A quick scan through the JSTL specification for the <fmt:setLocale> tag revealed the answer (or at least what seems to be the answer).

As a result of using this action, browser-based locale setting capabilities are disabled.
I downloaded the code for the JSTL tags and using this tag does in fact set the locale of the response, which appears to take precedence over the above charset settings. Commenting this tag out fixed all the problems. Except one ... now my dates were all formatted according to the default locale of the JVM and the JSTL <fmt:formatDate> tag doesn't allow you to specify a locale purely for formatting purposes. Thankfully, you can set a default locale to be used in the formatting actions with the following code that uses the javax.servlet.jsp.jstl.core.Config class.
  Config.set(request, Config.FMT_LOCALE, someLocale);

Now there was just one last thing - submitting information via a HTML form. Most browsers don't appear to send back a charset in the request that corresponds to the encoding that was used to format the page. In this case, the request character encoding defaults to ISO-8859-1 meaning that there's potentially a mismatch between form data being sent (in UTF-8) and information retrieved from the request (in ISO-8859-1) using the getParameter() method on the HttpServletRequest class. To fix this, all you need to do is explicitly set the character encoding of the request before accessing data.

  request.setCharacterEncoding("UTF-8");

Is this the total solution to displaying international characters in JSP? I hope so but I need to test this on other platforms and JSP containers. Hopefully I will read this blog entry next week and everything will still be correct.

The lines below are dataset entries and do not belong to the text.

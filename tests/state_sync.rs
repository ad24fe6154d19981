//! End-to-end state synchronization: controller + location + preference
//! store wired together the way the app wires them, minus the terminal.

use tui_ideas_app::internal::controller::ListController;
use tui_ideas_app::internal::location::MemoryLocation;
use tui_ideas_app::internal::models::FetchState;
use tui_ideas_app::internal::prefs::{MemoryPreferenceStore, Preferences};
use tui_ideas_app::internal::query::SortOrder;

fn session(search: &str, store: &MemoryPreferenceStore) -> ListController {
    ListController::new(
        Box::new(MemoryLocation::new(search)),
        Box::new(store.clone()),
    )
}

#[test]
fn preferences_carry_across_sessions_but_page_does_not() {
    let store = MemoryPreferenceStore::default();

    // First session: user pages ahead and changes size and sort
    let mut first = session("", &store);
    let seq = first.begin_fetch();
    first.complete_fetch(seq, vec![], 500);
    first.set_page(7);
    first.set_page_size(20);
    first.set_sort(SortOrder::OldestFirst);
    drop(first);

    // Fresh session with an empty location: size and sort come back,
    // the page starts over at 1
    let second = session("", &store);
    assert_eq!(second.query().page, 1);
    assert_eq!(second.query().page_size, 20);
    assert_eq!(second.query().sort, SortOrder::OldestFirst);
}

#[test]
fn deep_link_overrides_stored_preferences() {
    let store = MemoryPreferenceStore::new(Preferences {
        page_size: Some(20),
        sort: Some("published_at".to_string()),
    });

    let c = session("?page=3&pageSize=50&sort=-published_at", &store);
    assert_eq!(c.query().page, 3);
    assert_eq!(c.query().page_size, 50);
    assert_eq!(c.query().sort, SortOrder::NewestFirst);
}

#[test]
fn invalid_deep_link_parameters_fall_back() {
    let c = session("?page=3&pageSize=999&sort=bogus", &MemoryPreferenceStore::default());
    assert_eq!(c.query().page, 3);
    assert_eq!(c.query().page_size, 10);
    assert_eq!(c.query().sort, SortOrder::NewestFirst);
    // And the location is rewritten to the effective state
    assert_eq!(c.location_search(), "page=3&pageSize=10&sort=-published_at");
}

#[test]
fn every_query_change_rewrites_the_location_in_place() {
    let mut c = session("", &MemoryPreferenceStore::default());
    let seq = c.begin_fetch();
    c.complete_fetch(seq, vec![], 300);

    c.next_page();
    assert_eq!(c.location_search(), "page=2&pageSize=10&sort=-published_at");

    c.cycle_page_size();
    assert_eq!(c.location_search(), "page=1&pageSize=20&sort=-published_at");

    c.toggle_sort();
    assert_eq!(c.location_search(), "page=1&pageSize=20&sort=published_at");

    // Replaces, never pushes: there is nothing to go back to
    assert!(!c.navigate_back());
}

#[test]
fn back_and_forward_rederive_state_from_history() {
    let mut location = MemoryLocation::new("?page=1");
    location.push("?page=5&pageSize=20&sort=-published_at");
    let store = MemoryPreferenceStore::default();
    let mut c = ListController::new(Box::new(location), Box::new(store));

    assert_eq!(c.query().page, 5);
    assert!(c.navigate_back());
    assert_eq!(c.query().page, 1);
    // Startup persisted the effective size (20), and the bare "?page=1"
    // entry picks it up through the preference fallback.
    assert_eq!(c.query().page_size, 20);

    assert!(c.navigate_forward());
    assert_eq!(c.query().page, 5);
    assert_eq!(c.query().page_size, 20);
}

#[test]
fn back_over_a_bare_entry_uses_only_seeded_preferences() {
    // An explicitly seeded store shows the fallback source unambiguously:
    // the deep link agrees with the stored size, so navigating back to the
    // bare entry resolves to that same stored size.
    let mut location = MemoryLocation::new("?page=1");
    location.push("?page=5&pageSize=10&sort=-published_at");
    let store = MemoryPreferenceStore::new(Preferences {
        page_size: Some(10),
        sort: None,
    });
    let mut c = ListController::new(Box::new(location), Box::new(store));

    assert!(c.navigate_back());
    assert_eq!(c.query().page, 1);
    assert_eq!(c.query().page_size, 10);
}

#[test]
fn overlapping_fetches_resolve_to_the_latest_query() {
    let mut c = session("", &MemoryPreferenceStore::default());

    // Initial load establishes some pages
    let seq = c.begin_fetch();
    c.complete_fetch(seq, vec![], 100);

    // User clicks next twice before anything resolves
    c.next_page();
    let fetch_page2 = c.begin_fetch();
    c.next_page();
    let fetch_page3 = c.begin_fetch();

    // The slower page-2 response arrives last but must not win
    assert!(c.complete_fetch(fetch_page3, vec![], 100));
    assert!(!c.complete_fetch(fetch_page2, vec![], 100));

    assert_eq!(c.query().page, 3);
    assert_eq!(c.state(), FetchState::Loaded);
}

#[test]
fn failed_session_still_persists_effective_preferences() {
    let store = MemoryPreferenceStore::default();
    let mut c = session("?pageSize=50", &store);
    let seq = c.begin_fetch();
    c.fail_fetch(seq, "HTTP error! status: 503");

    let saved = store.snapshot();
    assert_eq!(saved.page_size, Some(50));
    assert_eq!(saved.sort.as_deref(), Some("-published_at"));
}
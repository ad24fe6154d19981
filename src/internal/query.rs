use strum_macros::Display;

use super::prefs::Preferences;

/// Page sizes the API accepts; anything else falls back through the chain.
pub const PAGE_SIZE_OPTIONS: [u32; 3] = [10, 20, 50];
pub const DEFAULT_PAGE_SIZE: u32 = 10;

/// Sort orders recognized by the ideas API.
#[derive(Debug, Clone, Copy, PartialEq, Eq, Display, Default)]
pub enum SortOrder {
    #[default]
    #[strum(serialize = "Newest")]
    NewestFirst,
    #[strum(serialize = "Oldest")]
    OldestFirst,
}

impl SortOrder {
    /// The wire form used both in our own query string and upstream's `sort` parameter.
    pub fn as_query_str(&self) -> &'static str {
        match self {
            Self::NewestFirst => "-published_at",
            Self::OldestFirst => "published_at",
        }
    }

    pub fn parse(value: &str) -> Option<Self> {
        match value {
            "-published_at" => Some(Self::NewestFirst),
            "published_at" => Some(Self::OldestFirst),
            _ => None,
        }
    }

    pub fn toggled(&self) -> Self {
        match self {
            Self::NewestFirst => Self::OldestFirst,
            Self::OldestFirst => Self::NewestFirst,
        }
    }
}

/// The (page, pageSize, sort) triple that fully determines what is fetched
/// and displayed. The location's query string and the persisted preferences
/// are projections of (or initializers for) this value, never the other way
/// around.
#[derive(Debug, Clone, PartialEq, Eq)]
pub struct ListQuery {
    pub page: u32,
    pub page_size: u32,
    pub sort: SortOrder,
}

impl Default for ListQuery {
    fn default() -> Self {
        Self {
            page: 1,
            page_size: DEFAULT_PAGE_SIZE,
            sort: SortOrder::default(),
        }
    }
}

impl ListQuery {
    /// Serialize into the query string owned by the front end
    /// (`page`, `pageSize`, `sort`), without a leading `?`.
    pub fn to_search(&self) -> String {
        format!(
            "page={}&pageSize={}&sort={}",
            self.page,
            self.page_size,
            self.sort.as_query_str()
        )
    }

    /// Derive a query from a location search string plus stored preferences.
    ///
    /// Fallback chain per parameter: URL value if present and recognized,
    /// else the stored preference if recognized, else the hard default.
    /// `page` ignores preferences entirely: absent or non-numeric means 1,
    /// and anything below 1 is clamped up to 1.
    pub fn from_search(search: &str, prefs: &Preferences) -> Self {
        let pairs = parse_pairs(search);
        let get = |key: &str| {
            pairs
                .iter()
                .find(|(k, _)| k.as_str() == key)
                .map(|(_, v)| v.as_str())
        };

        let page = get("page")
            .and_then(|v| v.parse::<i64>().ok())
            .map(|p| p.clamp(1, u32::MAX as i64) as u32)
            .unwrap_or(1);

        let page_size = get("pageSize")
            .and_then(|v| v.parse::<u32>().ok())
            .filter(|s| PAGE_SIZE_OPTIONS.contains(s))
            .or_else(|| {
                prefs
                    .page_size
                    .filter(|s| PAGE_SIZE_OPTIONS.contains(s))
            })
            .unwrap_or(DEFAULT_PAGE_SIZE);

        let sort = get("sort")
            .and_then(SortOrder::parse)
            .or_else(|| prefs.sort.as_deref().and_then(SortOrder::parse))
            .unwrap_or_default();

        Self {
            page,
            page_size,
            sort,
        }
    }
}

fn parse_pairs(search: &str) -> Vec<(String, String)> {
    search
        .trim_start_matches('?')
        .split('&')
        .filter(|part| !part.is_empty())
        .map(|part| match part.split_once('=') {
            Some((k, v)) => (k.to_string(), v.to_string()),
            None => (part.to_string(), String::new()),
        })
        .collect()
}
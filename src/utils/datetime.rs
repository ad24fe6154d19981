use jiff::Timestamp;
use jiff::civil::DateTime;
use jiff::tz::TimeZone;

/// Format a published-at value as "5 January 2023".
///
/// The API has been seen returning both RFC 3339 timestamps and the plain
/// `YYYY-MM-DD HH:MM:SS` form; anything unparseable is shown as-is.
pub fn format_published_at(raw: &str) -> String {
    if let Ok(ts) = raw.parse::<Timestamp>() {
        return ts.to_zoned(TimeZone::UTC).strftime("%-d %B %Y").to_string();
    }

    if let Ok(dt) = DateTime::strptime("%Y-%m-%d %H:%M:%S", raw) {
        return dt.strftime("%-d %B %Y").to_string();
    }

    raw.to_string()
}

Bookmark blog post: del.icio.us del.icio.us Digg Digg DZone DZone Furl Furl Reddit Reddit
Comments
Comments are listed in date ascending order (oldest first) | Post Comment

  • how to work everywhere
    Your solution -- setting the character encoding for the page using meta tags and http headers, plus forcing the request encoding to utf-8 -- is used by mvnforum (www.mvnforum.org) a powerfull and easy to use open source web forum I recently installed on my intranet.

    But I had to patch the forum to "remove" this solution: I speak portuguese, and accented characters were not being accepted on input. I found no way to force the web browser (IE6 on Windows and Mozilla 1.5 on Linux) to send the request encoded as utf-8. So the output is unicode, and works well, but the input is the default latin1.

    But the author of the forum lives on Vietnam. I suppose he needs utf-8 like you need for chinese, and the question is: how to make the same application (say the same web site) behave correctly for both latin languages like portuguese and oriental languages like chinese?

    By the way, if you browser is sending utf-8 requests (or latin1 requests) shouldn't this be auto-detected by the web container, based on information sent by the browser? I think hardwiring any locale or encoding setting is a bad idea, because what works for some users won't work for others.

    Posted by: flozano on March 05, 2004 at 05:27 AM

  • how to work everywhere
    Your solution -- setting the character encoding for the page using meta tags and http headers, plus forcing the request encoding to utf-8 -- is used by mvnforum (www.mvnforum.org) a powerfull and easy to use open source web forum I recently installed on my intranet.

    But I had to patch the forum to "remove" this solution: I speak portuguese, and accented characters were not being accepted on input. I found no way to force the web browser (IE6 on Windows and Mozilla 1.5 on Linux) to send the request encoded as utf-8. So the output is unicode, and works well, but the input is the default latin1.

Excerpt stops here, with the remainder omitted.